EL VIEJO MARINO
La mar es hembra
para los pescadores
y los poetas…..
para los pescadores
y los poetas…..
La relación del muchacho con el Viejo empezó aquel día de setiembre, en el que la luz estaba colgada del horizonte y la brisa que venía del mar era muy limpia y delgada.
El Viejo permanecía largas horas sentado allí, sin hablar, sin fumar, sin moverse. Formaba una sola masa plástica con el agua, con las últimas luces de la tarde y con sus aparejos vacíos.
La mirada parecía rastrear en el poniente alguna visión lejana.
El muchacho lo observaba a la distancia, sin atreverse a romper su mutismo.
Se fue metiendo de a poco en el silencio, hecho de paz y oleaje, del pescador.

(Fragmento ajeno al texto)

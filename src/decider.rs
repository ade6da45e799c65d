//! Pure decision function: a normalized Slack message in, either an ignore
//! reason or a fully formed [`TaskSpec`] out.

use std::sync::LazyLock;

use regex::Regex;

use crate::clock::task_id;
use crate::config::{Config, TriggerMode};
use crate::models::SlackMessage;

static LOCK_PREFIX_RE: LazyLock<Regex> =
    LazyLock::new(|| Regex::new(r"^lock:([^\s]+)\s+(.*)$").expect("valid regex"));
static SHELL_CD_RE: LazyLock<Regex> =
    LazyLock::new(|| Regex::new(r"^\s*sh:\s*cd\s+([^\s;&]+)").expect("valid regex"));
static SIMPLE_SHELL_RE: LazyLock<Regex> =
    LazyLock::new(|| Regex::new(r"(?i)^shell\s+(.+)$").expect("valid regex"));
static SIMPLE_KIMI_RE: LazyLock<Regex> =
    LazyLock::new(|| Regex::new(r"(?i)^kimi\s+(.+)$").expect("valid regex"));
static SIMPLE_CODEX_RE: LazyLock<Regex> =
    LazyLock::new(|| Regex::new(r"(?i)^codex\s+(.+)$").expect("valid regex"));
static SIMPLE_CLAUDE_RE: LazyLock<Regex> =
    LazyLock::new(|| Regex::new(r"(?i)^claude\s+(.+)$").expect("valid regex"));

/// A fully formed task ready to be persisted and enqueued.
#[derive(Debug, Clone, PartialEq, Eq)]
pub struct TaskSpec {
    /// Deterministic task id.
    pub task_id: String,
    /// Channel the command message was posted in.
    pub channel_id: String,
    /// ts of the command message.
    pub message_ts: String,
    /// Root ts of the thread the command belongs to.
    pub thread_ts: String,
    /// Slack user id who posted the command.
    pub trigger_user: String,
    /// Raw, untouched text of the command message.
    pub trigger_text: String,
    /// Command text after trigger and lock-prefix stripping.
    pub command_text: String,
    /// Serialization key for execution.
    pub lock_key: String,
}

/// The outcome of deciding a single message.
#[derive(Debug, Clone, PartialEq, Eq)]
pub enum Decision {
    /// The message does not produce a task.
    Ignore {
        /// Human-readable reason, useful for diagnostics/logging only.
        reason: String,
    },
    /// The message produces a task ready to be persisted.
    Run {
        /// The derived task.
        task: TaskSpec,
    },
}

fn starts_with_mention(text: &str, bot_user_id: &str) -> Option<String> {
    let mention = format!("<@{bot_user_id}>");
    let stripped = text.trim();
    let remainder = stripped.strip_prefix(mention.as_str())?;
    Some(remainder.trim().to_owned())
}

fn extract_lock_key(command_text: &str) -> (String, String) {
    if let Some(captures) = LOCK_PREFIX_RE.captures(command_text) {
        let lock_name = captures[1].trim();
        let remainder = captures[2].trim();
        if !lock_name.is_empty() {
            return (format!("lock:{lock_name}"), remainder.to_owned());
        }
    }

    if let Some(captures) = SHELL_CD_RE.captures(command_text) {
        let path = captures[1].trim();
        if !path.is_empty() {
            return (format!("path:{path}"), command_text.to_owned());
        }
    }

    ("global".to_owned(), command_text.to_owned())
}

fn parse_simple_command(text: &str) -> Option<String> {
    if let Some(captures) = SIMPLE_SHELL_RE.captures(text) {
        let command = captures[1].trim();
        if !command.is_empty() {
            return Some(format!("sh:{command}"));
        }
    }
    if let Some(captures) = SIMPLE_KIMI_RE.captures(text) {
        let prompt = captures[1].trim();
        if !prompt.is_empty() {
            return Some(format!("kimi:{prompt}"));
        }
    }
    if let Some(captures) = SIMPLE_CODEX_RE.captures(text) {
        let prompt = captures[1].trim();
        if !prompt.is_empty() {
            return Some(format!("codex:{prompt}"));
        }
    }
    if let Some(captures) = SIMPLE_CLAUDE_RE.captures(text) {
        let prompt = captures[1].trim();
        if !prompt.is_empty() {
            return Some(format!("claude:{prompt}"));
        }
    }
    None
}

fn ignore(reason: impl Into<String>) -> Decision {
    Decision::Ignore {
        reason: reason.into(),
    }
}

/// Decide whether a normalized Slack message produces a task, following the
/// rule order in `spec.md` §4.3.
#[must_use]
pub fn decide_message(config: &Config, message: &SlackMessage) -> Decision {
    if !message.subtype.is_empty() {
        return ignore(format!("ignored subtype={}", message.subtype));
    }

    let text = message.text.trim();
    if text.is_empty() {
        return ignore("ignored empty text");
    }

    let mut command_text = parse_simple_command(text);
    if command_text.is_none() {
        command_text = match config.trigger_mode {
            TriggerMode::Prefix => {
                if !text.starts_with(config.trigger_prefix.as_str()) {
                    return ignore("no prefix trigger");
                }
                Some(text[config.trigger_prefix.len()..].trim().to_owned())
            }
            TriggerMode::Mention => {
                let Some(bot_user_id) = config.bot_user_id.as_deref() else {
                    return ignore("mention trigger requires bot_user_id");
                };
                match starts_with_mention(text, bot_user_id) {
                    Some(remainder) => Some(remainder),
                    None => return ignore("no mention trigger"),
                }
            }
        };
    }

    let Some(command_text) = command_text.filter(|c| !c.is_empty()) else {
        return ignore("empty command after trigger");
    };

    let (lock_key, command_text) = extract_lock_key(&command_text);
    if command_text.is_empty() {
        return ignore("empty command after lock prefix");
    }

    let task_id = task_id(&message.channel_id, &message.ts, &message.text);
    let thread_ts = message
        .thread_ts
        .clone()
        .unwrap_or_else(|| message.ts.clone());

    Decision::Run {
        task: TaskSpec {
            task_id,
            channel_id: message.channel_id.clone(),
            message_ts: message.ts.clone(),
            thread_ts,
            trigger_user: message.user.clone(),
            trigger_text: message.text.clone(),
            command_text,
            lock_key,
        },
    }
}

#[cfg(test)]
mod tests {
    use super::*;
    use std::path::PathBuf;

    fn base_config() -> Config {
        Config {
            slack_bot_token: "xoxb".into(),
            slack_app_token: Some("xapp".into()),
            command_channel_id: "C111".into(),
            report_channel_id: "C222".into(),
            listener_mode: crate::config::ListenerMode::Socket,
            poll_interval_seconds: 3.0,
            poll_batch_size: 100,
            socket_read_timeout_seconds: 1.0,
            trigger_mode: TriggerMode::Prefix,
            trigger_prefix: "!do".into(),
            bot_user_id: Some("UBOT".into()),
            state_db_path: PathBuf::from("./state.db"),
            exec_timeout_seconds: 120,
            dry_run: true,
            run_mode: crate::config::RunMode::Approve,
            approval_mode: crate::config::ApprovalMode::Reaction,
            approve_reaction: "white_check_mark".into(),
            reject_reaction: "x".into(),
            shell_allowlist: vec!["echo".into(), "ls".into()],
            worker_processes: 1,
            kimi_permission_mode: "conservative".into(),
            codex_permission_mode: "conservative".into(),
            codex_sandbox_mode: "workspace-write".into(),
            claude_permission_mode: "conservative".into(),
            agent_response_instruction: String::new(),
            report_input_max_chars: 500,
            report_summary_max_chars: 1200,
            report_details_max_chars: 4000,
        }
    }

    fn message(text: &str, ts: &str) -> SlackMessage {
        SlackMessage {
            channel_id: "C111".into(),
            ts: ts.into(),
            thread_ts: None,
            user: "U1".into(),
            text: text.into(),
            subtype: String::new(),
            files: Vec::new(),
        }
    }

    #[test]
    fn prefix_trigger_with_lock() {
        let config = base_config();
        let msg = message("!do lock:repo-a sh:echo hi", "1.1");
        let Decision::Run { task } = decide_message(&config, &msg) else {
            panic!("expected run decision");
        };
        assert_eq!(task.command_text, "sh:echo hi");
        assert_eq!(task.lock_key, "lock:repo-a");
        assert_eq!(task.thread_ts, "1.1");
    }

    #[test]
    fn shortcut_forms_bypass_trigger() {
        let config = base_config();
        let msg = message("shell echo hi", "1.2");
        let Decision::Run { task } = decide_message(&config, &msg) else {
            panic!("expected run decision");
        };
        assert_eq!(task.command_text, "sh:echo hi");
        assert_eq!(task.lock_key, "global");
    }

    #[test]
    fn shell_cd_infers_path_lock() {
        let config = base_config();
        let msg = message("!do sh:cd /srv/app && ls", "1.3");
        let Decision::Run { task } = decide_message(&config, &msg) else {
            panic!("expected run decision");
        };
        assert_eq!(task.lock_key, "path:/srv/app");
        assert_eq!(task.command_text, "sh:cd /srv/app && ls");
    }

    #[test]
    fn ignores_system_subtype() {
        let config = base_config();
        let mut msg = message("!do echo hi", "1.4");
        msg.subtype = "channel_join".into();
        assert!(matches!(decide_message(&config, &msg), Decision::Ignore { .. }));
    }

    #[test]
    fn ignores_untriggered_text() {
        let config = base_config();
        let msg = message("just chatting", "1.5");
        assert!(matches!(decide_message(&config, &msg), Decision::Ignore { .. }));
    }

    #[test]
    fn mention_trigger_mode() {
        let mut config = base_config();
        config.trigger_mode = TriggerMode::Mention;
        let msg = message("<@UBOT> echo hi", "1.6");
        let Decision::Run { task } = decide_message(&config, &msg) else {
            panic!("expected run decision");
        };
        assert_eq!(task.command_text, "echo hi");
    }

    #[test]
    fn task_id_is_deterministic_over_raw_text() {
        let config = base_config();
        let msg = message("!do echo hi", "1.7");
        let Decision::Run { task: a } = decide_message(&config, &msg) else {
            panic!("expected run decision");
        };
        let Decision::Run { task: b } = decide_message(&config, &msg) else {
            panic!("expected run decision");
        };
        assert_eq!(a.task_id, b.task_id);
    }

    #[test]
    fn thread_ts_falls_back_to_message_ts() {
        let config = base_config();
        let mut msg = message("!do echo hi", "1.8");
        msg.thread_ts = Some("1.0".into());
        let Decision::Run { task } = decide_message(&config, &msg) else {
            panic!("expected run decision");
        };
        assert_eq!(task.thread_ts, "1.0");
    }
}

Era éste un hombrón enjuto que empinaba el torso hacia adelante y cuyo rostro parecía un espigón rocoso, con la nariz ganchuda y la piel salitrosa, curtida de soles marineros.
Entre ellos soltó amarras la amistad y aprovechó los vientos de la primavera; esos perezosos vientos que sembraban gaviotas en la arena rizada y doblaban apenas las copas de los pinos.
El Viejo era hondo como un pozo de agua. Había nacido en un pueblo español del que no tenía recuerdos. Había cortado caña en La Habana y Puerto Rico. Había andado por los mares en pesqueros y mercantes; y conocido muchos hombres y lugares. Sabía de los vientos y de las estrellas.
El muchacho buscaba en los ojos desleídos del hombre las señales de tanta vida, pero se equivocaba, pues no era allí que estaban.
Veían, a veces, a los otros pescadores -los que salían mar afuera porque tenían bote con motor- embarcarse aprovechando el buen tiempo y la marea.
“Una vez tuve una barca, ¿sabes?”, decía el Viejo, con su voz de intenso color marinero, “era buena aquella barca, muchacho...”.
Y se perdía tras esta evocación, surcando en su memoria vaya a saber qué aguas de nostalgia.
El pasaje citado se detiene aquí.